PROMPT
The records that follow are to be repeated exactly, in full.

○ ○ ○ ○ ○ ○ ○

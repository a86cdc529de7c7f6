use axum::http::StatusCode;
use axum::response::{IntoResponse, Response};
use thiserror::Error;

/// Main error type for the application.
#[derive(Error, Debug)]
pub enum AppError {
    /// Entity does not exist.
    #[error("Not found: {0}")]
    NotFound(String),

    /// Caller lacks permission over the entity.
    #[error("Forbidden: {0}")]
    Forbidden(String),

    /// Requested transition is illegal for the current status.
    #[error("Invalid state: {0}")]
    InvalidState(String),

    /// Malformed or missing input.
    #[error("Validation error: {0}")]
    Validation(String),

    /// Missing or invalid credentials.
    #[error("Unauthorized: {0}")]
    Unauthorized(String),

    /// I/O error.
    #[error("IO error: {0}")]
    Io(#[from] std::io::Error),

    /// Configuration error.
    #[error("Configuration error: {0}")]
    Config(String),

    /// Internal server error.
    #[error("Internal error: {0}")]
    Internal(String),
}

impl AppError {
    /// HTTP status code for this error.
    pub fn status_code(&self) -> StatusCode {
        match self {
            AppError::NotFound(_) => StatusCode::NOT_FOUND,
            AppError::Forbidden(_) => StatusCode::FORBIDDEN,
            AppError::InvalidState(_) => StatusCode::CONFLICT,
            AppError::Validation(_) => StatusCode::BAD_REQUEST,
            AppError::Unauthorized(_) => StatusCode::UNAUTHORIZED,
            AppError::Io(_) | AppError::Config(_) | AppError::Internal(_) => {
                StatusCode::INTERNAL_SERVER_ERROR
            }
        }
    }
}

impl IntoResponse for AppError {
    fn into_response(self) -> Response {
        let status = self.status_code();

        if status.is_server_error() {
            tracing::error!(error = %self, "Request error");
        } else {
            tracing::warn!(error = %self, status = status.as_u16(), "Request rejected");
        }

        let body = axum::Json(serde_json::json!({ "error": self.to_string() }));
        (status, body).into_response()
    }
}

/// Result type alias for the application.
pub type Result<T> = std::result::Result<T, AppError>;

○ ○ ○ ○ ○ ○ ○

RESPONSE BELOW
repository a86cdc529de7c7f6
use axum::http::StatusCode;
use axum::response::{IntoResponse, Response};
use thiserror::Error;

/// Main error type for the application.
#[derive(Error, Debug)]
pub enum AppError {
    /// Entity does not exist.
    #[error("Not found: {0}")]
    NotFound(String),

    /// Caller lacks permission over the entity.
    #[error("Forbidden: {0}")]
    Forbidden(String),

    /// Requested transition is illegal for the current status.
    #[error("Invalid state: {0}")]
    InvalidState(String),

    /// Malformed or missing input.
    #[error("Validation error: {0}")]
    Validation(String),

    /// Missing or invalid credentials.
    #[error("Unauthorized: {0}")]
    Unauthorized(String),

    /// I/O error.
    #[error("IO error: {0}")]
    Io(#[from] std::io::Error),

    /// Configuration error.
    #[error("Configuration error: {0}")]
    Config(String),

    /// Internal server error.
    #[error("Internal error: {0}")]
    Internal(String),
}

impl AppError {
    /// HTTP status code for this error.
    pub fn status_code(&self) -> StatusCode {
        match self {
            AppError::NotFound(_) => StatusCode::NOT_FOUND,
            AppError::Forbidden(_) => StatusCode::FORBIDDEN,
            AppError::InvalidState(_) => StatusCode::CONFLICT,
            AppError::Validation(_) => StatusCode::BAD_REQUEST,
            AppError::Unauthorized(_) => StatusCode::UNAUTHORIZED,
            AppError::Io(_) | AppError::Config(_) | AppError::Internal(_) => {
                StatusCode::INTERNAL_SERVER_ERROR
            }
        }
    }
}

impl IntoResponse for AppError {
    fn into_response(self) -> Response {
        let status = self.status_code();

        if status.is_server_error() {
            tracing::error!(error = %self, "Request error");
        } else {
            tracing::warn!(error = %self, status = status.as_u16(), "Request rejected");
        }

        let body = axum::Json(serde_json::json!({ "error": self.to_string() }));
        (status, body).into_response()
    }
}

/// Result type alias for the application.
pub type Result<T> = std::result::Result<T, AppError>;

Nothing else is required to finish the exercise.